I repeat, even the International Atomic Energy Agency’s (IAEA’s) own recent assessment (Sep 2018) says: “Nuclear power’s electricity generating capacity risks shrinking in the coming decades as ageing reactors are retired and the industry struggles with reduced competitiveness, according to a new IAEA report.”
See: https://www.iaea.org/newscenter/pressreleases/new-iaea-energy-projections-see-possible-shrinking-role-for-nuclear-power
You say:
“1. Still burning coal, and still building brand new coal-fired power stations.”
Per “Boom and Bust 2019” report, published Mar 2019, Figure 3 shows in all, net new global coal power capacity was 19 GW in 2018—the slowest rate of growth on record, and the fourth straight year of decline. If trends continue the global coal fleet capacity will begin to decline, possibly as soon as 2020 (next year). And if that happens, then coal demand will decline as well – less generator capacity to burn coal.
See: https://endcoal.org/wp-content/uploads/2019/03/BoomAndBust_2019_r6.pdf
You say:
“BTW, some time ago a correspondent questioned the Worldwide CO2 effect of Australia “sinking beneath the waves”. Ron’s immediate response was “3%”. I had some doubt about this so did some research – I did find the 3% figure…”
Was it “3%”? Where’s your reference? Are you getting it from a climate science denier website? Why won’t you reveal the origin of your source material? What are you hiding, Ian? You seem to be pushing natural gas and nuclear but spreading doubts about renewables – are you a closet anti-renewables devotee/disciple? It looks like it to me.
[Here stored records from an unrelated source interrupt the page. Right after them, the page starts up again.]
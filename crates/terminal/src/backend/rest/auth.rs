//! Sessions over the GoTrue auth API.
//!
//! ```text
//! POST /auth/v1/token?grant_type=password       {email, password}
//! POST /auth/v1/token?grant_type=refresh_token  {refresh_token}
//! POST /auth/v1/signup                          {email, password}
//! POST /auth/v1/logout
//! GET  /auth/v1/user
//! ```

use chrono::{DateTime, Duration, Utc};
use reqwest::Method;
use secrecy::ExposeSecret;
use serde::{Deserialize, Serialize};
use tracing::{info, instrument, warn};

use countertop_core::{AuthEvent, Identity, Session};

use super::RestBackend;
use crate::backend::{Auth, AuthSubscription, BackendError, Credentials};

/// Refresh a restored session this close to expiry instead of using it.
const RESTORE_EXPIRY_MARGIN_SECS: i64 = 10;

#[derive(Serialize)]
struct PasswordGrant<'a> {
    email: &'a str,
    password: &'a str,
}

#[derive(Serialize)]
struct RefreshGrant<'a> {
    refresh_token: &'a str,
}

/// Successful token grant.
#[derive(Debug, Deserialize)]
struct TokenResponse {
    access_token: String,
    refresh_token: String,
    expires_in: i64,
    #[serde(default)]
    expires_at: Option<i64>,
    user: Identity,
}

impl TokenResponse {
    fn into_session(self, now: DateTime<Utc>) -> Session {
        let expires_at = self
            .expires_at
            .and_then(|ts| DateTime::from_timestamp(ts, 0))
            .unwrap_or_else(|| now + Duration::seconds(self.expires_in));

        Session {
            access_token: self.access_token,
            refresh_token: self.refresh_token,
            expires_at,
            user: self.user,
        }
    }
}

impl RestBackend {
    /// Keep a session without announcing it (restoring, not signing in).
    fn hold(&self, session: &Session) {
        let mut held = self
            .inner
            .session
            .write()
            .unwrap_or_else(std::sync::PoisonError::into_inner);
        *held = Some(session.clone());
    }

    async fn token_grant(
        &self,
        grant_type: &str,
        body: &(impl Serialize + Sync),
    ) -> Result<Session, BackendError> {
        let mut url = self.endpoint("auth/v1/token")?;
        url.query_pairs_mut().append_pair("grant_type", grant_type);

        let request = self
            .request_with_token(Method::POST, url, &self.inner.anon_key)
            .json(body);
        let response: TokenResponse = Self::send_json(request).await?;
        Ok(response.into_session(Utc::now()))
    }

    async fn refresh_with(&self, refresh_token: &str) -> Result<Session, BackendError> {
        let session = self
            .token_grant("refresh_token", &RefreshGrant { refresh_token })
            .await?;
        self.replace_session(AuthEvent::token_refreshed(session.clone()))
            .await;
        Ok(session)
    }
}

impl Auth for RestBackend {
    #[instrument(skip(self))]
    async fn get_session(&self) -> Result<Option<Session>, BackendError> {
        let session = match self.session() {
            Some(session) => session,
            None => match self.load_persisted_session().await {
                Ok(Some(session)) => session,
                Ok(None) => return Ok(None),
                Err(e) => {
                    warn!(error = %e, "Ignoring unreadable persisted session");
                    return Ok(None);
                }
            },
        };

        if !session.expires_within(Utc::now(), Duration::seconds(RESTORE_EXPIRY_MARGIN_SECS)) {
            self.hold(&session);
            return Ok(Some(session));
        }

        match self.refresh_with(&session.refresh_token).await {
            Ok(refreshed) => Ok(Some(refreshed)),
            Err(e) => {
                warn!(error = %e, "Stored session could not be refreshed");
                self.replace_session(AuthEvent::signed_out()).await;
                Ok(None)
            }
        }
    }

    #[instrument(skip(self))]
    async fn current_user(&self) -> Result<Option<Identity>, BackendError> {
        let Some(session) = self.session() else {
            return Ok(None);
        };

        let request =
            self.request_with_token(Method::GET, self.endpoint("auth/v1/user")?, &session.access_token);
        match Self::send_json::<Identity>(request).await {
            Ok(identity) => Ok(Some(identity)),
            Err(BackendError::Unauthorized(_)) => Ok(None),
            Err(e) => Err(e),
        }
    }

    #[instrument(skip(self, credentials), fields(email = %credentials.email))]
    async fn sign_in(&self, credentials: &Credentials) -> Result<Session, BackendError> {
        let grant = PasswordGrant {
            email: &credentials.email,
            password: credentials.password.expose_secret(),
        };
        let session = match self.token_grant("password", &grant).await {
            Ok(session) => session,
            // GoTrue answers bad credentials with 400, not 401.
            Err(BackendError::Api { status: 400, message }) => {
                return Err(BackendError::Unauthorized(message));
            }
            Err(e) => return Err(e),
        };

        info!(user_id = %session.user.id, "Signed in");
        self.replace_session(AuthEvent::signed_in(session.clone()))
            .await;
        Ok(session)
    }

    #[instrument(skip(self, credentials), fields(email = %credentials.email))]
    async fn sign_up(&self, credentials: &Credentials) -> Result<Option<Session>, BackendError> {
        let grant = PasswordGrant {
            email: &credentials.email,
            password: credentials.password.expose_secret(),
        };
        let request = self
            .request_with_token(
                Method::POST,
                self.endpoint("auth/v1/signup")?,
                &self.inner.anon_key,
            )
            .json(&grant);

        // Auto-confirming backends answer with a token grant, others with the
        // pending user only.
        let body: serde_json::Value = Self::send_json(request).await?;
        if body.get("access_token").is_none() {
            info!("Sign-up pending email confirmation");
            return Ok(None);
        }

        let session = serde_json::from_value::<TokenResponse>(body)?.into_session(Utc::now());
        info!(user_id = %session.user.id, "Signed up and signed in");
        self.replace_session(AuthEvent::signed_in(session.clone()))
            .await;
        Ok(Some(session))
    }

    #[instrument(skip(self))]
    async fn sign_out(&self) -> Result<(), BackendError> {
        if let Some(session) = self.session() {
            let request = self.request_with_token(
                Method::POST,
                self.endpoint("auth/v1/logout")?,
                &session.access_token,
            );
            // The local session goes away even if the backend already forgot it.
            if let Err(e) = Self::send_empty(request).await {
                warn!(error = %e, "Backend sign-out failed, clearing local session anyway");
            }
        }

        self.replace_session(AuthEvent::signed_out()).await;
        info!("Signed out");
        Ok(())
    }

    #[instrument(skip(self))]
    async fn refresh_session(&self) -> Result<Session, BackendError> {
        let session = self
            .session()
            .ok_or_else(|| BackendError::Unauthorized("no session to refresh".to_string()))?;
        self.refresh_with(&session.refresh_token).await
    }

    fn subscribe(&self) -> AuthSubscription {
        AuthSubscription::new(self.inner.events.subscribe())
    }
}

#[cfg(test)]
#[allow(clippy::unwrap_used)]
mod tests {
    use super::*;

    #[test]
    fn test_token_response_prefers_expires_at() {
        let json = serde_json::json!({
            "access_token": "a",
            "token_type": "bearer",
            "expires_in": 3600,
            "expires_at": 1_800_000_000,
            "refresh_token": "r",
            "user": { "id": "6c1a9e0f-3b2d-4f7e-8a1b-2c3d4e5f6a7b", "email": "cashier@example.com", "aud": "authenticated" }
        });
        let response: TokenResponse = serde_json::from_value(json).unwrap();
        let session = response.into_session(Utc::now());
        assert_eq!(session.expires_at.timestamp(), 1_800_000_000);
        assert_eq!(session.user.email.as_deref(), Some("cashier@example.com"));
    }

    #[test]
    fn test_token_response_falls_back_to_expires_in() {
        let json = serde_json::json!({
            "access_token": "a",
            "expires_in": 60,
            "refresh_token": "r",
            "user": { "id": "6c1a9e0f-3b2d-4f7e-8a1b-2c3d4e5f6a7b" }
        });
        let now = Utc::now();
        let session = serde_json::from_value::<TokenResponse>(json)
            .unwrap()
            .into_session(now);
        assert_eq!(session.expires_at, now + Duration::seconds(60));
        assert_eq!(session.user.email, None);
    }
}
This is what a former coal, oil and gas senior executive Ian Dunlop stated in his op-ed on May 2:
“Conventional wisdom has it that Australia is such a small player in the emission stakes, our domestic emissions being only 1.3% of the global total, that anything we do domestically, such as Adani, is irrelevant to addressing the global problem. Utter nonsense. As LNG exports increase, we are about to become the fourth largest carbon polluter in the world when fossil fuel exports are included, as they must be given that the climate impact rebounds on us irrespective of the point of consumption. What Australia does matters where climate change is concerned.”
See: https://johnmenadue.com/ian-dunlop-stopping-adani-is-a-national-necessity-economically-financially-and-for-our-survival/
And here’s what climate scientist David Karoly said on ABC Q&A on Monday (Jun 17):
“I AM a climate scientist, and Alan Jones is wrong. And the reason he’s wrong is that, we know that, yes, the greenhouse gas concentrations in the atmosphere – essentially the carbon dioxide concentration now – is 400 parts per million. And this was the one thing he was reasonably accurate on – that that corresponds to…about 0.04% of the whole of the atmosphere is made up of carbon dioxide. All his other numbers were wrong. Because we know that that carbon dioxide concentration, 100 years ago, was about 280 parts per million, or 0.028%. But it’s gone from 280 parts per million to 400 parts per million. It’s grown 120 parts per million, or about 40%, and that 40% increase is due to human activity. We know that for absolute certain. So, he’s wrong about only 3% due to human activity. It’s 40%. And of that 40%, he’s right – Australians have contributed about 1.5%. Now, that sounds like a small amount, but, actually, Australia only makes up 0.3% of the global population, and we’re contributing 1.5%, roughly, of the increase in greenhouse gases. So, is it fair that 0.3% of the global population has contributed 1.5%? We’ve contributed much more than our fair share, if it was equally distributed around the world, emissions of greenhouse gases, contributing to this global warming increase in carbon dioxide in the atmosphere.”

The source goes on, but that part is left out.